== Task goal ==
Reproduce, from the lines below, exactly the stretch that begins at the line containing "equality or hashing." and ends at the line containing "impl PartialEq for", both included.

==== Task input ====

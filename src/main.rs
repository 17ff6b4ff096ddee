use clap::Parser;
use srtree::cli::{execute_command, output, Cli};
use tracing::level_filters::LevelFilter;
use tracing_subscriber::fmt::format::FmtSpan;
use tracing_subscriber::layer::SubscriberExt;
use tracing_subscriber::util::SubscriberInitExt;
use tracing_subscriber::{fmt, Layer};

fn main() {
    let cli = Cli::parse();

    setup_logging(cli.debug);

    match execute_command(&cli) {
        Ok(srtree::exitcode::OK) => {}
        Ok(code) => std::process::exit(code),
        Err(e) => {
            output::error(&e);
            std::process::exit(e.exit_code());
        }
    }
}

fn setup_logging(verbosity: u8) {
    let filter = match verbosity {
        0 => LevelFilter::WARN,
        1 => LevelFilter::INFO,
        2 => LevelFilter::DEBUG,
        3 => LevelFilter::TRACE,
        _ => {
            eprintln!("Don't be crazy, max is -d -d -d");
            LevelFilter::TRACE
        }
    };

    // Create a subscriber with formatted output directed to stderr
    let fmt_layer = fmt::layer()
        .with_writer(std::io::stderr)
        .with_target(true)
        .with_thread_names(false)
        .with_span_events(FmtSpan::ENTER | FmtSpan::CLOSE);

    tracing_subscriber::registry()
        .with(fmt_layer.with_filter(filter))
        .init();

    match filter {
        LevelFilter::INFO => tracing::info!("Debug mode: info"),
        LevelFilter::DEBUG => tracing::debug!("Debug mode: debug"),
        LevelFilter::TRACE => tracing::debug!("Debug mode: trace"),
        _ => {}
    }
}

====
==== Task input ====

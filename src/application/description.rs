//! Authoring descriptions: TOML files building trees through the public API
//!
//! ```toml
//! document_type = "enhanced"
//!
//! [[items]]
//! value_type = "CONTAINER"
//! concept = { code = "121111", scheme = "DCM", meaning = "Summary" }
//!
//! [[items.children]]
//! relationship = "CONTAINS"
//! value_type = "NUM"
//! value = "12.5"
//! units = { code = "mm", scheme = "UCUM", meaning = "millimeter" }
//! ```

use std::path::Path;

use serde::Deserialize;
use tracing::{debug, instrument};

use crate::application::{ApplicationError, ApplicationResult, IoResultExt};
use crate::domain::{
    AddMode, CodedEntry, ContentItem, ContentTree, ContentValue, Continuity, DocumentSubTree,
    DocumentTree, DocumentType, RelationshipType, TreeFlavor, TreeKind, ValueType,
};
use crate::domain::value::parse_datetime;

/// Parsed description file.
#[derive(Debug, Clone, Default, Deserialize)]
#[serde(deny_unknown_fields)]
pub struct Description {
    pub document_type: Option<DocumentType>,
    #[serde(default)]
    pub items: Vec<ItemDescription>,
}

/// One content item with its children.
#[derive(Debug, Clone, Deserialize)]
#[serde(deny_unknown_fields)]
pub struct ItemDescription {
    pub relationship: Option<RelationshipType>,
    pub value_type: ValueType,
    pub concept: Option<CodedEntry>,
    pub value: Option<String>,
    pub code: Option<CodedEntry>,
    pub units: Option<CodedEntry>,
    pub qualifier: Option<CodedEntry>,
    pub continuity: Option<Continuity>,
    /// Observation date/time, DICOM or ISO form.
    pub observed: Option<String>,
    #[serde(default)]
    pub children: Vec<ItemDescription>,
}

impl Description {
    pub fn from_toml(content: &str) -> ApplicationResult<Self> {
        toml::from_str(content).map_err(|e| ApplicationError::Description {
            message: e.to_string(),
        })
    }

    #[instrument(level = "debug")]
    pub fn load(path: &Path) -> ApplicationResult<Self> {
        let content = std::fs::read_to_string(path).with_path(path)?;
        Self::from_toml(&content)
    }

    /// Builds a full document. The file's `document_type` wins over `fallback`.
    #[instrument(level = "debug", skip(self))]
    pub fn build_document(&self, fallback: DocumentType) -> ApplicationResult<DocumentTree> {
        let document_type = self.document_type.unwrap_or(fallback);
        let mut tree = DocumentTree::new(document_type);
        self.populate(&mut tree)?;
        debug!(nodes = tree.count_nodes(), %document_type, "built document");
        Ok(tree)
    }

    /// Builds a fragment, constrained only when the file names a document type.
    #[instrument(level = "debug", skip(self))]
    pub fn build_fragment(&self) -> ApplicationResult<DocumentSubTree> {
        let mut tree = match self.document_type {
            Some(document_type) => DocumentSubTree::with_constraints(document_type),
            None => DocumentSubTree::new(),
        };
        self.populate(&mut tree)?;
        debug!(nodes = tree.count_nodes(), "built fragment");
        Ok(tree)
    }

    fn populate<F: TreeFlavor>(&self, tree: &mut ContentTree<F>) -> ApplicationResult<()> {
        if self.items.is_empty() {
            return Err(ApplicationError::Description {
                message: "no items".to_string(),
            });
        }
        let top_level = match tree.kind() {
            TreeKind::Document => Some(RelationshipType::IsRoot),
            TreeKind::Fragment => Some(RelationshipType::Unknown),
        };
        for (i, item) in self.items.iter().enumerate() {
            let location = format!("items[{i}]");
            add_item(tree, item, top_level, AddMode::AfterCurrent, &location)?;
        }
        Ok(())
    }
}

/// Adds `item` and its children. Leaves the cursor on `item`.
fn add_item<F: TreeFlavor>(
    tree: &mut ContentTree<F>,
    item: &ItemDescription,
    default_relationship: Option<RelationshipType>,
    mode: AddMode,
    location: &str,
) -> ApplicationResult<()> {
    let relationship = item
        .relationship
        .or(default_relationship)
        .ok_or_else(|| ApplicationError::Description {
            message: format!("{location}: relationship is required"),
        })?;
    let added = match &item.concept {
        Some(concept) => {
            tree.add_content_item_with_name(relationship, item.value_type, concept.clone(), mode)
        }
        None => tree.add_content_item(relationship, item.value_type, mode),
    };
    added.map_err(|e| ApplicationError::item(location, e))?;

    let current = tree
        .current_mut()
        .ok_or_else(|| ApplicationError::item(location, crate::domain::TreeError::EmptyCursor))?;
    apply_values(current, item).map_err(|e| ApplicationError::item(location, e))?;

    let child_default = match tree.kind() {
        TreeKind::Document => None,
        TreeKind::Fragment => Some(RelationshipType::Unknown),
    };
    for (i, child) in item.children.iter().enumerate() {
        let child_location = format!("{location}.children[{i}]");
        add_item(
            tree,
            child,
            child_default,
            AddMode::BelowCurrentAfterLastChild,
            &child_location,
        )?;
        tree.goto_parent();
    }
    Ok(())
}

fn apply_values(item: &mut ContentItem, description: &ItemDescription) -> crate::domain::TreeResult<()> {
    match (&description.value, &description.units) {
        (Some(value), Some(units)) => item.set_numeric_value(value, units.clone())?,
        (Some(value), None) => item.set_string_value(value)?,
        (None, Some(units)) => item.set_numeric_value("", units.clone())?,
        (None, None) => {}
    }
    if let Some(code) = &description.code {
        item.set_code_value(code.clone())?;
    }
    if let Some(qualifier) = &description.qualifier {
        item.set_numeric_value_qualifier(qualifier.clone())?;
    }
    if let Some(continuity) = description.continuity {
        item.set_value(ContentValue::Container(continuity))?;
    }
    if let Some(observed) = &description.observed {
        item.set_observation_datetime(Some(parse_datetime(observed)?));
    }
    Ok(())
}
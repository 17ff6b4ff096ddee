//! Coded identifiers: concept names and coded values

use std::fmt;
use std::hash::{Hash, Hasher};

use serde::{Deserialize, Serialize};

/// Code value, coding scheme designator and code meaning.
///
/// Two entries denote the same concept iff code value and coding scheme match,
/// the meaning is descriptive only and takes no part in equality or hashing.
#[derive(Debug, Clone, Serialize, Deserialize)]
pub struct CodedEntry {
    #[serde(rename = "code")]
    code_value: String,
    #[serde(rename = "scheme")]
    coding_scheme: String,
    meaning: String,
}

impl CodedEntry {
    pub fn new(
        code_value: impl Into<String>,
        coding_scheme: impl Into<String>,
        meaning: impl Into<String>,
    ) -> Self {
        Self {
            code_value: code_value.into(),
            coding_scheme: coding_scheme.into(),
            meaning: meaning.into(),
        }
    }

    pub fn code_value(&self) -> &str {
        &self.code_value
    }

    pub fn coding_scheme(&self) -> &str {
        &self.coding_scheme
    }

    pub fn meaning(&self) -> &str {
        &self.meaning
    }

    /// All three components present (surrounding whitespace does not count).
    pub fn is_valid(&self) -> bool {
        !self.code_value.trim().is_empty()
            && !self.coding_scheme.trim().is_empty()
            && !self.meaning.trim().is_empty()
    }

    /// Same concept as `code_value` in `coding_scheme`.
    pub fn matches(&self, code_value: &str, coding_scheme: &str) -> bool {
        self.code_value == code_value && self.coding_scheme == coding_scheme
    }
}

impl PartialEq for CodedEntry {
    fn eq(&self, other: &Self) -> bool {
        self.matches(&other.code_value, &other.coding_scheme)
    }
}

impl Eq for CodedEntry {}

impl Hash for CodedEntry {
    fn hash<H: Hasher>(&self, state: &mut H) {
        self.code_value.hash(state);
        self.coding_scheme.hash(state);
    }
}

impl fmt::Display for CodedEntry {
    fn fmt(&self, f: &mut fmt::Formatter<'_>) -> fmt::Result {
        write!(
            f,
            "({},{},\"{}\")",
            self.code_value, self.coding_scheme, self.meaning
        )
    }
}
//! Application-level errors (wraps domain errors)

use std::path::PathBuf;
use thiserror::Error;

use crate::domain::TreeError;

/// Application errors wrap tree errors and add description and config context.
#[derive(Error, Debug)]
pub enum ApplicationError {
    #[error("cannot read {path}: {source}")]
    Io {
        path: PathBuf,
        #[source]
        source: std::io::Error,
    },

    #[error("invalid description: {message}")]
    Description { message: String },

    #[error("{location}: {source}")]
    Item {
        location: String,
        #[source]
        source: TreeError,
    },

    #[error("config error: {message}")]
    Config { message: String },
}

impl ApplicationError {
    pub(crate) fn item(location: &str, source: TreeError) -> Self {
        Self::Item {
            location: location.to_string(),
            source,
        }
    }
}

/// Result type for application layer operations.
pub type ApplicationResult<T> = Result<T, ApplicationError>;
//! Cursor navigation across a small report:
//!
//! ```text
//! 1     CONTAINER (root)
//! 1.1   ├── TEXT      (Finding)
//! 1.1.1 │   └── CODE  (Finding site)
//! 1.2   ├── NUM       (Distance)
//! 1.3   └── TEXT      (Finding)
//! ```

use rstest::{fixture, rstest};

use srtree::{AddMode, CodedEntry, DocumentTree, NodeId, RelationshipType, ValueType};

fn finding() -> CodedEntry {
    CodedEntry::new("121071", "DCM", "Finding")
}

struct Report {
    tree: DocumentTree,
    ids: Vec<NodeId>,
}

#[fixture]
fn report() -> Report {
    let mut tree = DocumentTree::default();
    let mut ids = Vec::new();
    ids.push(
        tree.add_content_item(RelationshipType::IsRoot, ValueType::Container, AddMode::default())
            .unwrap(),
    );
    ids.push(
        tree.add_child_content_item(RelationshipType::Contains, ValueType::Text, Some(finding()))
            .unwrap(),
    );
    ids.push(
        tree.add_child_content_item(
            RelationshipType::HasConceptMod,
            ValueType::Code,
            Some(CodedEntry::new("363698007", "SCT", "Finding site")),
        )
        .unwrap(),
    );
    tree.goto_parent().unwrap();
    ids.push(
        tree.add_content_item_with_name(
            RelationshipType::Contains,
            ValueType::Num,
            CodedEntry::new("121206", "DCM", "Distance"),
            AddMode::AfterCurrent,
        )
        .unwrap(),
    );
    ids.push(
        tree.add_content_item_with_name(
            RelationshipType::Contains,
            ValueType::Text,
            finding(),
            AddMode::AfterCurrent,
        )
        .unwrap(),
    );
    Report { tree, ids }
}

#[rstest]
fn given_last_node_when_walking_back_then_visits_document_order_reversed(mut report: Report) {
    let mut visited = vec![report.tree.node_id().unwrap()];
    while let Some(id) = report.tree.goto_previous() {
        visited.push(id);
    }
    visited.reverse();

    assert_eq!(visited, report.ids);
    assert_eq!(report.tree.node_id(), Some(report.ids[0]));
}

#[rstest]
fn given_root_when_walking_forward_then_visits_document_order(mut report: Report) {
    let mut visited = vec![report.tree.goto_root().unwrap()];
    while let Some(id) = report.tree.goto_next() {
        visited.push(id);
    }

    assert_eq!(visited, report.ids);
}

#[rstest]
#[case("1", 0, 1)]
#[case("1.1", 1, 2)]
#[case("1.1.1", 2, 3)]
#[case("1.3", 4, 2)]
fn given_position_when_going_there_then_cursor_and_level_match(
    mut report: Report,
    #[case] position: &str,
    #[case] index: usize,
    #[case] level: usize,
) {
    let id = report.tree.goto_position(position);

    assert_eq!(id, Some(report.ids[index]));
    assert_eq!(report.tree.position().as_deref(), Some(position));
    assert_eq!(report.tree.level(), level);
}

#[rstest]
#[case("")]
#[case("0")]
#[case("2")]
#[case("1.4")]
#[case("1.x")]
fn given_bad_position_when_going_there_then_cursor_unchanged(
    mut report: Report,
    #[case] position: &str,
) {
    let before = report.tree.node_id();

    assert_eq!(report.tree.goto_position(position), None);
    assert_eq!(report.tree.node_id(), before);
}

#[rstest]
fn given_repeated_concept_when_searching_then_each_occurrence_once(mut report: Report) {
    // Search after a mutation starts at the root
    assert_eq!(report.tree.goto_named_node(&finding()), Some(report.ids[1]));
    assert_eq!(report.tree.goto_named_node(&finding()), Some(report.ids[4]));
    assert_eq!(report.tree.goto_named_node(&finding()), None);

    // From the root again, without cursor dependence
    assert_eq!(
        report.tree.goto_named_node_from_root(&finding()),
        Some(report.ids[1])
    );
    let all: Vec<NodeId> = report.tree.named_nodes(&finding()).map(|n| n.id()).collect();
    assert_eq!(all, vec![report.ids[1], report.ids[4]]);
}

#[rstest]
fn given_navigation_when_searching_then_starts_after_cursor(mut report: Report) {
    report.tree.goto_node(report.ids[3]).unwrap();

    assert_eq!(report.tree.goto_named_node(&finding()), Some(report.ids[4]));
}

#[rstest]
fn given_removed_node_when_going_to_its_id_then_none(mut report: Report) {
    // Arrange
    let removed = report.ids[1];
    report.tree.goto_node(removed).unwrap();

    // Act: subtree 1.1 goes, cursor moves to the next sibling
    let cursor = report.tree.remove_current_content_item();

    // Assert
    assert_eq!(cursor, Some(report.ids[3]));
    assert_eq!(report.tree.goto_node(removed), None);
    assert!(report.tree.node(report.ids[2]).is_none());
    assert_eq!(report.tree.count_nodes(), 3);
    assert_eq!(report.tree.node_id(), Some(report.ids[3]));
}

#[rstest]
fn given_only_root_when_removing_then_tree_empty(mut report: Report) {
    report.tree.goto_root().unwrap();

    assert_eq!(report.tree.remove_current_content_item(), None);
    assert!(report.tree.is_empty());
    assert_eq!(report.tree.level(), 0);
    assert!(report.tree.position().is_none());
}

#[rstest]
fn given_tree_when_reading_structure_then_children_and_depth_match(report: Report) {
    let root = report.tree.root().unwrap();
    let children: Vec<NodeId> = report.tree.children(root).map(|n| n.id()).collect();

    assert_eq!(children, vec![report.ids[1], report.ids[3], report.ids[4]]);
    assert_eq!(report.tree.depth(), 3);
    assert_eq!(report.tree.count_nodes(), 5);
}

====
==== Task input ====

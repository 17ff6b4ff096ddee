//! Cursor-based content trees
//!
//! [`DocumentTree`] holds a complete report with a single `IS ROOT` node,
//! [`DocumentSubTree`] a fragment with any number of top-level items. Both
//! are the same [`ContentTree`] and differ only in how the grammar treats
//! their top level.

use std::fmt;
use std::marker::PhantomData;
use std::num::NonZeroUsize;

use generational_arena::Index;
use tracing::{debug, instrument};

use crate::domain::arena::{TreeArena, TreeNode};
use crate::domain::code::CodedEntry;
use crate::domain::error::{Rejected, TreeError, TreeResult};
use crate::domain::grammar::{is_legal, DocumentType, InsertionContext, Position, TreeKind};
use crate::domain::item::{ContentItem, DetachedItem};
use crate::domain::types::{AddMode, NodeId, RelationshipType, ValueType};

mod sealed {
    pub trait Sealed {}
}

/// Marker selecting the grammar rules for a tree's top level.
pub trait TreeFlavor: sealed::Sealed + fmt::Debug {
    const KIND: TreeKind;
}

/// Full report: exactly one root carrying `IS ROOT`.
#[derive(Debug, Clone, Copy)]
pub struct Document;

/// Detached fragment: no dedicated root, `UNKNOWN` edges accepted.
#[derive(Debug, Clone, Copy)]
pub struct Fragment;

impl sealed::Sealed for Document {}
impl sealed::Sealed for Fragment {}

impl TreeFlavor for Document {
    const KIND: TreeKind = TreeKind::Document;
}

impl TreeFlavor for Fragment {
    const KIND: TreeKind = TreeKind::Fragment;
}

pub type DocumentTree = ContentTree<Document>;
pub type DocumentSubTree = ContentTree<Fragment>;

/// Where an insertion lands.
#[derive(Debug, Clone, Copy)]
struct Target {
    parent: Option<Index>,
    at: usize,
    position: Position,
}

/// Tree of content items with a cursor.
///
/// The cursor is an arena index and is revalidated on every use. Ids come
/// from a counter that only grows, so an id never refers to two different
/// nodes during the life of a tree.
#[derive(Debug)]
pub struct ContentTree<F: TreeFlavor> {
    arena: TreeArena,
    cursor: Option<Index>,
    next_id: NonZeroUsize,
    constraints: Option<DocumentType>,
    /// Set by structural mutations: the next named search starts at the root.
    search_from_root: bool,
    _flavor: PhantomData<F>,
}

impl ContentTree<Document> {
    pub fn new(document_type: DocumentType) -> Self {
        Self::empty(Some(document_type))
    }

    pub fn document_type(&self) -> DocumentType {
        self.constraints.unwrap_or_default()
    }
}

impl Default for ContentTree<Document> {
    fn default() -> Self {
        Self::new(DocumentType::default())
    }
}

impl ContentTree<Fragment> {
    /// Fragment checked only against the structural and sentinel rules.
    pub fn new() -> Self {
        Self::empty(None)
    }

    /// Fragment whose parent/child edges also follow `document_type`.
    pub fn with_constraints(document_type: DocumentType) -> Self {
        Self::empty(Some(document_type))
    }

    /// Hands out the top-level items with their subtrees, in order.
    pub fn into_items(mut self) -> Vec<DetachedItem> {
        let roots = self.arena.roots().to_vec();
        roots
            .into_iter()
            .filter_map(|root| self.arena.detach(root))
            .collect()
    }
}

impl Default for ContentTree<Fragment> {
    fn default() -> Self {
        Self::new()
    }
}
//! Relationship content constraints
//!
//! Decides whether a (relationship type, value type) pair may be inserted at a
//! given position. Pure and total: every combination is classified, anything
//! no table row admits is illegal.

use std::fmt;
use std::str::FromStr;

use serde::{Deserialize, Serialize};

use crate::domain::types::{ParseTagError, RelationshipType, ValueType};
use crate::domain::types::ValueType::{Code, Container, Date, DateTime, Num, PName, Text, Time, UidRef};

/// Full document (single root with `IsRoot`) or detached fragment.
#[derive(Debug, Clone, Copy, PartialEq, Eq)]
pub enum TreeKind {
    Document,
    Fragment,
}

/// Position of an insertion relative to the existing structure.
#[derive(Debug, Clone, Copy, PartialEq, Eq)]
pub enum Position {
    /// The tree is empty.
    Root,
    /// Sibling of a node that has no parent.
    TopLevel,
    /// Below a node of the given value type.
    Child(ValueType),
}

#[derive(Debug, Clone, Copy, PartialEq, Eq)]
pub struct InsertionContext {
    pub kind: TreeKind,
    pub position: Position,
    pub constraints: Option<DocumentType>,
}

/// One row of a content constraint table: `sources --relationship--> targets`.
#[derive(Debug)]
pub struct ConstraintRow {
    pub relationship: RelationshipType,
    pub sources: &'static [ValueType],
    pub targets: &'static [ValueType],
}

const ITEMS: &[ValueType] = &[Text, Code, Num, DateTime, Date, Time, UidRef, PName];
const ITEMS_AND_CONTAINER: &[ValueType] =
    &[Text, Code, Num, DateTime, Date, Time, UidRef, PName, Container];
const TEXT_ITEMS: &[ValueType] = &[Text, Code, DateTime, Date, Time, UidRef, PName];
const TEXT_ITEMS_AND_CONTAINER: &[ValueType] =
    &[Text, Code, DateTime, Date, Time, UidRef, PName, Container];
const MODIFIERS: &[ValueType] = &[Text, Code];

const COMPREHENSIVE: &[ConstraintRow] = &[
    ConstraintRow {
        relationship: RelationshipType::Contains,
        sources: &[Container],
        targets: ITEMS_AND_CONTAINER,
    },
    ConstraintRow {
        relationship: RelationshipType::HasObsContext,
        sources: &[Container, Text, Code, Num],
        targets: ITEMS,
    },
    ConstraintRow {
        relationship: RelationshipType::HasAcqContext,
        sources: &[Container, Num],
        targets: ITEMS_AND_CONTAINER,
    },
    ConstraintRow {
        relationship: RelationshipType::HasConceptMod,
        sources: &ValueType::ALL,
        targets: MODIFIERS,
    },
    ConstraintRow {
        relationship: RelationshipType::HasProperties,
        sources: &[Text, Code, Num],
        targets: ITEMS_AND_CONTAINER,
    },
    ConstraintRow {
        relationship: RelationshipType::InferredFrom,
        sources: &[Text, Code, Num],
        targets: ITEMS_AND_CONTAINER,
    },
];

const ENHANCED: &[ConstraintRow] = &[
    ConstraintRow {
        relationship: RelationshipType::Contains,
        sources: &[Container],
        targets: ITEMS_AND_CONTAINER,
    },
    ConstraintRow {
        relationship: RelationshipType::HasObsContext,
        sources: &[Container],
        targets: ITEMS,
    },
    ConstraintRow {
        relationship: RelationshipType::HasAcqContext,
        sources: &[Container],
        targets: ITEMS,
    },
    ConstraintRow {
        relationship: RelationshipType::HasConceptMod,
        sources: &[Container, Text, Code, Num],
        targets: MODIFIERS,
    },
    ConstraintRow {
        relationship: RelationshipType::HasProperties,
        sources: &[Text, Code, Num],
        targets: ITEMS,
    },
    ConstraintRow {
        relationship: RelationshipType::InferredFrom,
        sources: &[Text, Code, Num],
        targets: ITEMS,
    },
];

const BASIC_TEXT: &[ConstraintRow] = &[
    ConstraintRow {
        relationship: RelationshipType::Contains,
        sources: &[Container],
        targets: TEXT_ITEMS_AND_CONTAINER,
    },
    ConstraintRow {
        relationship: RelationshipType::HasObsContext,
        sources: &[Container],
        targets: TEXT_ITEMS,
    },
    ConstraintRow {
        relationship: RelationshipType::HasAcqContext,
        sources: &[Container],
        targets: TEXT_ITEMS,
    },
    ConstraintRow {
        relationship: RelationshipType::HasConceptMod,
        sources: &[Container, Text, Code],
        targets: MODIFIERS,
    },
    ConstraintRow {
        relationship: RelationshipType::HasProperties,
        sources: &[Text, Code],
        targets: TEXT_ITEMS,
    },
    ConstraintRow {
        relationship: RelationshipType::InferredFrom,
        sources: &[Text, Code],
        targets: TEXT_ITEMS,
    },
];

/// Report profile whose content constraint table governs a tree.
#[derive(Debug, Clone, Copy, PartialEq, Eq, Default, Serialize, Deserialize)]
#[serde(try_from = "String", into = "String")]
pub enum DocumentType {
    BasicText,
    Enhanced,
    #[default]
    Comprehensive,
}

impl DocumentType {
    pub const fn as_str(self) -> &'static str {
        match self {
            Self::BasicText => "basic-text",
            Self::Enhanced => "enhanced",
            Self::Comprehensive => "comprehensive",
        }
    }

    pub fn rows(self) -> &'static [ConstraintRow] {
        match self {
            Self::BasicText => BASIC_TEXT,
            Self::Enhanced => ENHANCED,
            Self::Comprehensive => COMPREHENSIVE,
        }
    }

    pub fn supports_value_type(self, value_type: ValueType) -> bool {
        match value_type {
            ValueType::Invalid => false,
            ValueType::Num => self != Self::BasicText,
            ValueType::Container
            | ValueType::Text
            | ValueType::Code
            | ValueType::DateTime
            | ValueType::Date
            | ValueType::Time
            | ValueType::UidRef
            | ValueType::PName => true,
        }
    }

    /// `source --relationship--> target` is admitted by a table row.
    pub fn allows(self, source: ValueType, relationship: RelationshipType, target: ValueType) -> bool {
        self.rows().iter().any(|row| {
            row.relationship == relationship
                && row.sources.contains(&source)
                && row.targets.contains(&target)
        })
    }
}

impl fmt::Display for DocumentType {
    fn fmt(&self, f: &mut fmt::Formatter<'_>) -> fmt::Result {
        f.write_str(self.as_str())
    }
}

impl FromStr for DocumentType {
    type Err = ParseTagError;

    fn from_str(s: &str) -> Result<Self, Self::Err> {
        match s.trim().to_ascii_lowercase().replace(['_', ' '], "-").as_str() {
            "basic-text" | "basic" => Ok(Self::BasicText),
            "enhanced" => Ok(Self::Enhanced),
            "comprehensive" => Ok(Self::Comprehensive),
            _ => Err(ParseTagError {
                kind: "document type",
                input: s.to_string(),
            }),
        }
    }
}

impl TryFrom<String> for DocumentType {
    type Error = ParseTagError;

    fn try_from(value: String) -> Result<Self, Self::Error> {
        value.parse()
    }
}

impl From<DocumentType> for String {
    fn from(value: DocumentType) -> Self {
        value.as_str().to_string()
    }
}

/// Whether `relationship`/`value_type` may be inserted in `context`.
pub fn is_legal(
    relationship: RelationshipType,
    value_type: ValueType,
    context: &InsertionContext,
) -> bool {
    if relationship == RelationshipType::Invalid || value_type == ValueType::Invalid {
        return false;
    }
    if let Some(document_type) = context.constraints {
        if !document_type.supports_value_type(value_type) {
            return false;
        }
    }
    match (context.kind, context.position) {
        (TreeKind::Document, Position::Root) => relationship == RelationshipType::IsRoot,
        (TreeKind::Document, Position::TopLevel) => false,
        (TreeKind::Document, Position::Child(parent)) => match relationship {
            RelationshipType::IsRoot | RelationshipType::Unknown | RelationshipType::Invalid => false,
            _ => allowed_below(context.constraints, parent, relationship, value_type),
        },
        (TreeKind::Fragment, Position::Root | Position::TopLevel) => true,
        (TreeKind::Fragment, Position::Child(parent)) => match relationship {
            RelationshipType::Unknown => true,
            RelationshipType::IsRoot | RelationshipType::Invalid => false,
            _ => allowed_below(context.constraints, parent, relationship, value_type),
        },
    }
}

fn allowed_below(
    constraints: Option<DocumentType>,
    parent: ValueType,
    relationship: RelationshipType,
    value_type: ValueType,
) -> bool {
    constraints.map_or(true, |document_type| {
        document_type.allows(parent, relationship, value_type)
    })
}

====

== Your solution ==
/// the meaning is descriptive only and takes no part in equality or hashing.
#[derive(Debug, Clone, Serialize, Deserialize)]
pub struct CodedEntry {
    #[serde(rename = "code")]
    code_value: String,
    #[serde(rename = "scheme")]
    coding_scheme: String,
    meaning: String,
}

impl CodedEntry {
    pub fn new(
        code_value: impl Into<String>,
        coding_scheme: impl Into<String>,
        meaning: impl Into<String>,
    ) -> Self {
        Self {
            code_value: code_value.into(),
            coding_scheme: coding_scheme.into(),
            meaning: meaning.into(),
        }
    }

    pub fn code_value(&self) -> &str {
        &self.code_value
    }

    pub fn coding_scheme(&self) -> &str {
        &self.coding_scheme
    }

    pub fn meaning(&self) -> &str {
        &self.meaning
    }

    /// All three components present (surrounding whitespace does not count).
    pub fn is_valid(&self) -> bool {
        !self.code_value.trim().is_empty()
            && !self.coding_scheme.trim().is_empty()
            && !self.meaning.trim().is_empty()
    }

    /// Same concept as `code_value` in `coding_scheme`.
    pub fn matches(&self, code_value: &str, coding_scheme: &str) -> bool {
        self.code_value == code_value && self.coding_scheme == coding_scheme
    }
}

impl PartialEq for CodedEntry {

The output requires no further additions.